12. Reliability & Validity Flashcards
What is reliability
- Reliability refers to how consistent or dependable a test is.
- A reliable test carried out in the same circumstances, on the same participants should always give the same results.
- There are different types of reliability
Different types of reliability
- Internal reliability
- External reliability
- Inter-observer reliability
What is Internal reliability
- Different parts of the test should give consistent results.
- For eg, if an IQ test contains sections of supposedly equal difficulty, P’s should achieve similar scores on all sections.
- Internal reliability of a test is assessed using the split-half method. This splits the test into 2 halves, (eg. odd & even numbered questions), & the results from each half should produce a high positive correlation.
What is External reliability
- The test should produce consistent results regardless of when its used.
- For eg, if you took the same IQ test on 2 diff days, you should achieve the same score.
- External reliability of a test is assessed using the test-retest method. This involves repeating the test using the same P’s. A reliable test should produce a high positive correlation between the 2 scores.
A problem w this is that the P’s may have changed in some way since the 1st test (eg. they may have learnt more). To avoid this, external reliability can be hacked using the equivalent forms test. This compares P’s scores on 2 different, but equivalent (equally hard), versions of the test.
What is Inter-observer reliability
- Test should give consistent results regardless of who administers it.
- For eg, if 2 researchers observe behaviour & categories infants as showing signs of a strong attachment or weak attachment, they should both record the same score.
- This can be assessed by correlating the scores that each researcher produces for each participant. A high positive correlation should be found.
What is validity
- Validity refers to how well a test measures what it claims to.
- For eg, an IQ test w only maths questions, would not be a valid measure of general intelligence
- There are different types of validity
Different types of validity
- Face validity
- Concurrent validity
- Ecological validity
- Temporal validity
What is Face validity
The extent to which the test looks, to the participants, like it will measure what it is supposed to be measuring.
What is Concurrent validity
The extent to which the test produces the same results as another established measure.
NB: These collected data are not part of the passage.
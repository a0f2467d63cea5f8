//! Runs command implementation
//!
//! Lists tracked runs from a JSON tracking directory, or shows one run in
//! full.

use crate::cli::LogLevel;
use crate::config::RunsArgs;
use crate::tracking::storage::{JsonRunStore, RunStore};
use crate::tracking::Run;

pub fn run_runs(args: &RunsArgs, _level: LogLevel) -> Result<(), String> {
    let store = JsonRunStore::new(&args.dir);

    if let Some(run_id) = &args.run_id {
        let run = store
            .load_run(run_id)
            .map_err(|e| format!("Failed to load run: {e}"))?;
        show_run(&run);
        return Ok(());
    }

    let runs = store
        .list_runs()
        .map_err(|e| format!("Failed to list runs: {e}"))?;
    if runs.is_empty() {
        eprintln!("No runs found in {}", args.dir.display());
        return Ok(());
    }

    println!("{:<12} {:<20} {:<10} {:<20} {:>8}", "ID", "NAME", "STATUS", "STARTED", "AUC");
    println!("{}", "-".repeat(74));
    for run in &runs {
        let auc = run
            .last_metric("AUC")
            .map_or_else(|| "-".to_string(), |v| format!("{v:.4}"));
        println!(
            "{:<12} {:<20} {:<10} {:<20} {:>8}",
            run.run_id,
            run.run_name.as_deref().unwrap_or("-"),
            run.status,
            run.started_at.format("%Y-%m-%d %H:%M:%S"),
            auc,
        );
    }
    println!("\n{} run(s)", runs.len());
    Ok(())
}

fn show_run(run: &Run) {
    println!("Run: {}", run.run_id);
    if let Some(name) = &run.run_name {
        println!("  Name:       {name}");
    }
    println!("  Experiment: {}", run.experiment);
    println!("  Status:     {}", run.status);
    println!("  Started:    {}", run.started_at.format("%Y-%m-%d %H:%M:%S"));
    if let Some(ended) = run.ended_at {
        println!("  Ended:      {}", ended.format("%Y-%m-%d %H:%M:%S"));
    }

    if !run.params.is_empty() {
        println!("  Params:");
        let mut params: Vec<_> = run.params.iter().collect();
        params.sort();
        for (key, value) in params {
            println!("    {key} = {value}");
        }
    }

    if !run.metrics.is_empty() {
        println!("  Metrics:");
        let mut metrics: Vec<_> = run.metrics.iter().collect();
        metrics.sort_by_key(|(key, _)| key.as_str());
        for (key, series) in metrics {
            if let Some(point) = series.last() {
                println!("    {key} = {} ({} point(s))", point.value, series.len());
            }
        }
    }
}
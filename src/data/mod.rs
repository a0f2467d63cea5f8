//! Tabular data loading with schema validation
//!
//! Reads the diabetes-style CSV consumed by the training routine: eight
//! numeric feature columns plus a binary `Diabetic` label. Column order in
//! the file does not matter; the loader locates columns by header name and
//! assembles features in the canonical [`FEATURE_COLUMNS`] order.

mod split;

pub use split::{split_indices, train_test_split, Split, DEFAULT_SPLIT_SEED, DEFAULT_TEST_FRACTION};

use std::fs;
use std::path::{Path, PathBuf};

use ndarray::{Array1, Array2};

/// Feature columns the training routine expects, in canonical order
pub const FEATURE_COLUMNS: [&str; 8] = [
    "Pregnancies",
    "PlasmaGlucose",
    "DiastolicBloodPressure",
    "TricepsThickness",
    "SerumInsulin",
    "BMI",
    "DiabetesPedigree",
    "Age",
];

/// Binary label column
pub const LABEL_COLUMN: &str = "Diabetic";

/// Errors from data loading and splitting
#[derive(Debug, thiserror::Error)]
pub enum DataError {
    #[error("Failed to read {path}: {source}")]
    Io {
        path: PathBuf,
        #[source]
        source: std::io::Error,
    },

    #[error("CSV error in {path}: {source}")]
    Csv {
        path: PathBuf,
        #[source]
        source: csv::Error,
    },

    #[error("Missing required columns in {path}: {columns:?}")]
    MissingColumns { path: PathBuf, columns: Vec<String> },

    #[error("Non-numeric value '{value}' in column '{column}' at data row {row}")]
    InvalidValue {
        column: String,
        row: usize,
        value: String,
    },

    #[error("Label '{value}' at data row {row} is not 0 or 1")]
    InvalidLabel { row: usize, value: String },

    #[error("No data rows in {path}")]
    Empty { path: PathBuf },

    #[error("Array shape error: {0}")]
    Shape(#[from] ndarray::ShapeError),

    #[error("Test fraction must be in (0, 1), got {0}")]
    InvalidSplitFraction(f64),

    #[error("Too few rows to split: {0}")]
    TooFewRows(usize),
}

/// Result alias for data operations
pub type Result<T> = std::result::Result<T, DataError>;

/// A loaded table: feature matrix, label vector, and provenance
///
/// Rows preserve file order. Treated as read-only after loading; the split
/// copies rows out rather than mutating in place.
#[derive(Debug, Clone)]
pub struct TabularData {
    /// Feature matrix, columns in [`FEATURE_COLUMNS`] order
    pub features: Array2<f64>,
    /// Labels, 0.0 or 1.0
    pub labels: Array1<f64>,
    /// Path the table was loaded from
    pub source: PathBuf,
}

impl TabularData {
    /// Number of data rows
    #[must_use]
    pub fn n_rows(&self) -> usize {
        self.features.nrows()
    }

    /// Number of feature columns
    #[must_use]
    pub fn n_features(&self) -> usize {
        self.features.ncols()
    }
}

/// Load a CSV table, validating the required schema
///
/// The file must have a header row naming all of [`FEATURE_COLUMNS`] and
/// [`LABEL_COLUMN`]. Extra columns are ignored.
///
/// # Example
///
/// ```no_run
/// let table = lanzar::data::load_table("data/diabetes.csv")?;
/// println!("{} rows", table.n_rows());
/// # Ok::<(), lanzar::data::DataError>(())
/// ```
pub fn load_table(path: impl AsRef<Path>) -> Result<TabularData> {
    let path = path.as_ref();
    let file = fs::File::open(path).map_err(|source| DataError::Io {
        path: path.to_path_buf(),
        source,
    })?;
    let mut reader = csv::ReaderBuilder::new()
        .has_headers(true)
        .trim(csv::Trim::All)
        .from_reader(file);

    let headers = reader
        .headers()
        .map_err(|source| DataError::Csv {
            path: path.to_path_buf(),
            source,
        })?
        .clone();

    let mut feature_idx = Vec::with_capacity(FEATURE_COLUMNS.len());
    let mut missing = Vec::new();
    for col in FEATURE_COLUMNS {
        match headers.iter().position(|h| h == col) {
            Some(i) => feature_idx.push(i),
            None => missing.push(col.to_string()),
        }
    }
    let label_idx = headers.iter().position(|h| h == LABEL_COLUMN);
    if label_idx.is_none() {
        missing.push(LABEL_COLUMN.to_string());
    }
    if !missing.is_empty() {
        return Err(DataError::MissingColumns {
            path: path.to_path_buf(),
            columns: missing,
        });
    }
    let label_idx = label_idx.unwrap_or_default();

    let mut values = Vec::new();
    let mut labels = Vec::new();
    for (i, record) in reader.records().enumerate() {
        let record = record.map_err(|source| DataError::Csv {
            path: path.to_path_buf(),
            source,
        })?;
        let row = i + 1;

        for (&idx, &col) in feature_idx.iter().zip(FEATURE_COLUMNS.iter()) {
            let raw = record.get(idx).unwrap_or("");
            let value: f64 = raw.parse().map_err(|_| DataError::InvalidValue {
                column: col.to_string(),
                row,
                value: raw.to_string(),
            })?;
            values.push(value);
        }

        let raw = record.get(label_idx).unwrap_or("");
        let label: f64 = raw.parse().map_err(|_| DataError::InvalidLabel {
            row,
            value: raw.to_string(),
        })?;
        if label != 0.0 && label != 1.0 {
            return Err(DataError::InvalidLabel {
                row,
                value: raw.to_string(),
            });
        }
        labels.push(label);
    }

    if labels.is_empty() {
        return Err(DataError::Empty {
            path: path.to_path_buf(),
        });
    }

    let n = labels.len();
    let features = Array2::from_shape_vec((n, FEATURE_COLUMNS.len()), values)?;
    Ok(TabularData {
        features,
        labels: Array1::from_vec(labels),
        source: path.to_path_buf(),
    })
}
//! Run persistence
//!
//! [`RunStore`] implementations: JSON files on disk for the CLI, an
//! in-memory map for tests.

use std::collections::HashMap;
use std::fs;
use std::path::{Path, PathBuf};

use super::Run;

/// Errors from run persistence
#[derive(Debug, thiserror::Error)]
pub enum StoreError {
    #[error("I/O error: {0}")]
    Io(#[from] std::io::Error),

    #[error("JSON serialization error: {0}")]
    Json(#[from] serde_json::Error),

    #[error("Run not found: {0}")]
    RunNotFound(String),
}

/// Result alias for store operations
pub type Result<T> = std::result::Result<T, StoreError>;

/// Persistence boundary for tracked runs
pub trait RunStore {
    /// Save (or overwrite) a run
    fn save_run(&mut self, run: &Run) -> Result<()>;

    /// Load a run by its ID
    fn load_run(&self, run_id: &str) -> Result<Run>;

    /// List all stored runs
    fn list_runs(&self) -> Result<Vec<Run>>;
}

/// Directory of `{run_id}.json` files, one per run
///
/// # Example
///
/// ```no_run
/// use lanzar::tracking::storage::JsonRunStore;
///
/// let store = JsonRunStore::new("runs");
/// ```
#[derive(Debug)]
pub struct JsonRunStore {
    dir: PathBuf,
}

impl JsonRunStore {
    /// Point the store at a directory; created lazily on first save
    pub fn new(dir: impl AsRef<Path>) -> Self {
        Self {
            dir: dir.as_ref().to_path_buf(),
        }
    }

    fn run_path(&self, run_id: &str) -> PathBuf {
        self.dir.join(format!("{run_id}.json"))
    }

    fn ensure_dir(&self) -> Result<()> {
        if !self.dir.exists() {
            fs::create_dir_all(&self.dir)?;
        }
        Ok(())
    }
}

impl RunStore for JsonRunStore {
    fn save_run(&mut self, run: &Run) -> Result<()> {
        self.ensure_dir()?;
        let json = serde_json::to_string_pretty(run)?;
        fs::write(self.run_path(&run.run_id), json)?;
        Ok(())
    }

    fn load_run(&self, run_id: &str) -> Result<Run> {
        let path = self.run_path(run_id);
        if !path.exists() {
            return Err(StoreError::RunNotFound(run_id.to_string()));
        }
        let json = fs::read_to_string(path)?;
        Ok(serde_json::from_str(&json)?)
    }

    fn list_runs(&self) -> Result<Vec<Run>> {
        if !self.dir.exists() {
            return Ok(Vec::new());
        }
        let mut runs = Vec::new();
        for entry in fs::read_dir(&self.dir)? {
            let path = entry?.path();
            if path.extension().and_then(|e| e.to_str()) == Some("json") {
                let json = fs::read_to_string(&path)?;
                runs.push(serde_json::from_str(&json)?);
            }
        }
        runs.sort_by(|a: &Run, b: &Run| a.run_id.cmp(&b.run_id));
        Ok(runs)
    }
}

/// In-memory store for tests. No persistence.
#[derive(Debug, Default)]
pub struct InMemoryRunStore {
    runs: HashMap<String, Run>,
}

impl InMemoryRunStore {
    #[must_use]
    pub fn new() -> Self {
        Self::default()
    }
}

impl RunStore for InMemoryRunStore {
    fn save_run(&mut self, run: &Run) -> Result<()> {
        self.runs.insert(run.run_id.clone(), run.clone());
        Ok(())
    }

    fn load_run(&self, run_id: &str) -> Result<Run> {
        self.runs
            .get(run_id)
            .cloned()
            .ok_or_else(|| StoreError::RunNotFound(run_id.to_string()))
    }

    fn list_runs(&self) -> Result<Vec<Run>> {
        let mut runs: Vec<Run> = self.runs.values().cloned().collect();
        runs.sort_by(|a, b| a.run_id.cmp(&b.run_id));
        Ok(runs)
    }
}

#[cfg(test)]
mod tests {
    use super::*;
    use crate::tracking::{ExperimentTracker, RunStatus};
    use tempfile::TempDir;

    #[test]
    fn test_json_store_round_trip() {
        let dir = TempDir::new().expect("temp dir");
        let store = JsonRunStore::new(dir.path());
        let mut tracker = ExperimentTracker::new("exp", store);

        let id = tracker.start_run(Some("persisted")).expect("start");
        tracker.log_param(&id, "penalty", "l2").expect("param");
        tracker.log_metric(&id, "AUC", 0.91, 0).expect("metric");
        tracker.end_run(&id, RunStatus::Completed).expect("end");

        // Reload through a fresh store pointed at the same directory
        let fresh = JsonRunStore::new(dir.path());
        let run = fresh.load_run(&id).expect("load");
        assert_eq!(run.run_name.as_deref(), Some("persisted"));
        assert_eq!(run.status, RunStatus::Completed);
        assert_eq!(run.last_metric("AUC"), Some(0.91));
        assert_eq!(run.params.get("penalty").map(String::as_str), Some("l2"));
    }

    #[test]
    fn test_json_store_lists_sorted() {
        let dir = TempDir::new().expect("temp dir");
        let mut tracker = ExperimentTracker::new("exp", JsonRunStore::new(dir.path()));
        for _ in 0..3 {
            let id = tracker.start_run(None).expect("start");
            tracker.end_run(&id, RunStatus::Completed).expect("end");
        }

        let runs = JsonRunStore::new(dir.path()).list_runs().expect("list");
        let ids: Vec<&str> = runs.iter().map(|r| r.run_id.as_str()).collect();
        assert_eq!(ids, vec!["run-1", "run-2", "run-3"]);
    }

    #[test]
    fn test_missing_run_not_found() {
        let dir = TempDir::new().expect("temp dir");
        let store = JsonRunStore::new(dir.path());
        assert!(matches!(
            store.load_run("run-9"),
            Err(StoreError::RunNotFound(_))
        ));
    }

    #[test]
    fn test_list_on_missing_dir_is_empty() {
        let store = JsonRunStore::new("/nonexistent/tracking/dir");
        assert!(store.list_runs().expect("list").is_empty());
    }

    #[test]
    fn test_corrupt_file_surfaces_json_error() {
        let dir = TempDir::new().expect("temp dir");
        std::fs::write(dir.path().join("run-1.json"), "not json").expect("write");
        let store = JsonRunStore::new(dir.path());
        assert!(matches!(store.load_run("run-1"), Err(StoreError::Json(_))));
    }
}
Inferential tests can be used to determine whether both measures are highly correlated, & therefore valid.
What is Ecological validity
The extent to which the results of the test reflect real-life.
What is Temporal validity
The extent to which the test provides results that can be generalised across time.
How to assess validity
Validity can be assessed in different ways:
- A quick (but not very thorough) way of assessing validity is to simply look at the test & make a judgement on whether it appears to measure what it claims to.
- Comparing the results of the test w the results of an existing measure (that’s already accepted as valid) can help determine the validity of the test.
- The results of the test can be used to predict results of future tests. If the initial results correlate w the later results, it suggests that the test has some validity & can continue to be used.
How can Reliability & Validity be improved
- Standardising research
- Operationalising variables
Improving reliability & validity: What is Standardising research
- Involves creating specific procedures which are followed every time the test is carried out. This ensures that all the researchers will test all the P’s in exactly the same way (eg. same time of day/env/instructions).
- This reduces the possibility of extraneous variables affecting the research. Therefore, it will help to improve external reliability & inter-observer reliability.
Improving reliability & validity: What is Operationalising variables
- Involves clearly defining all the research variables.
- For eg, in a study of whether watching aggressive TV influences aggressive behaviour, the terms ‘aggressive TV’ & ‘aggressive behaviour’ need to be defined.
- ‘Aggressive TV’ could include cartoons or human actors. One of these might influence behaviour, & other might not - this needs to be taken into account when planning, conducting & drawing conclusions from investigation.
- Similarly, ‘aggressive behaviour’ could refer to physical & verbal aggression, or just physical aggression.
- Clarifying this from the start improves the reliability & validity of the test.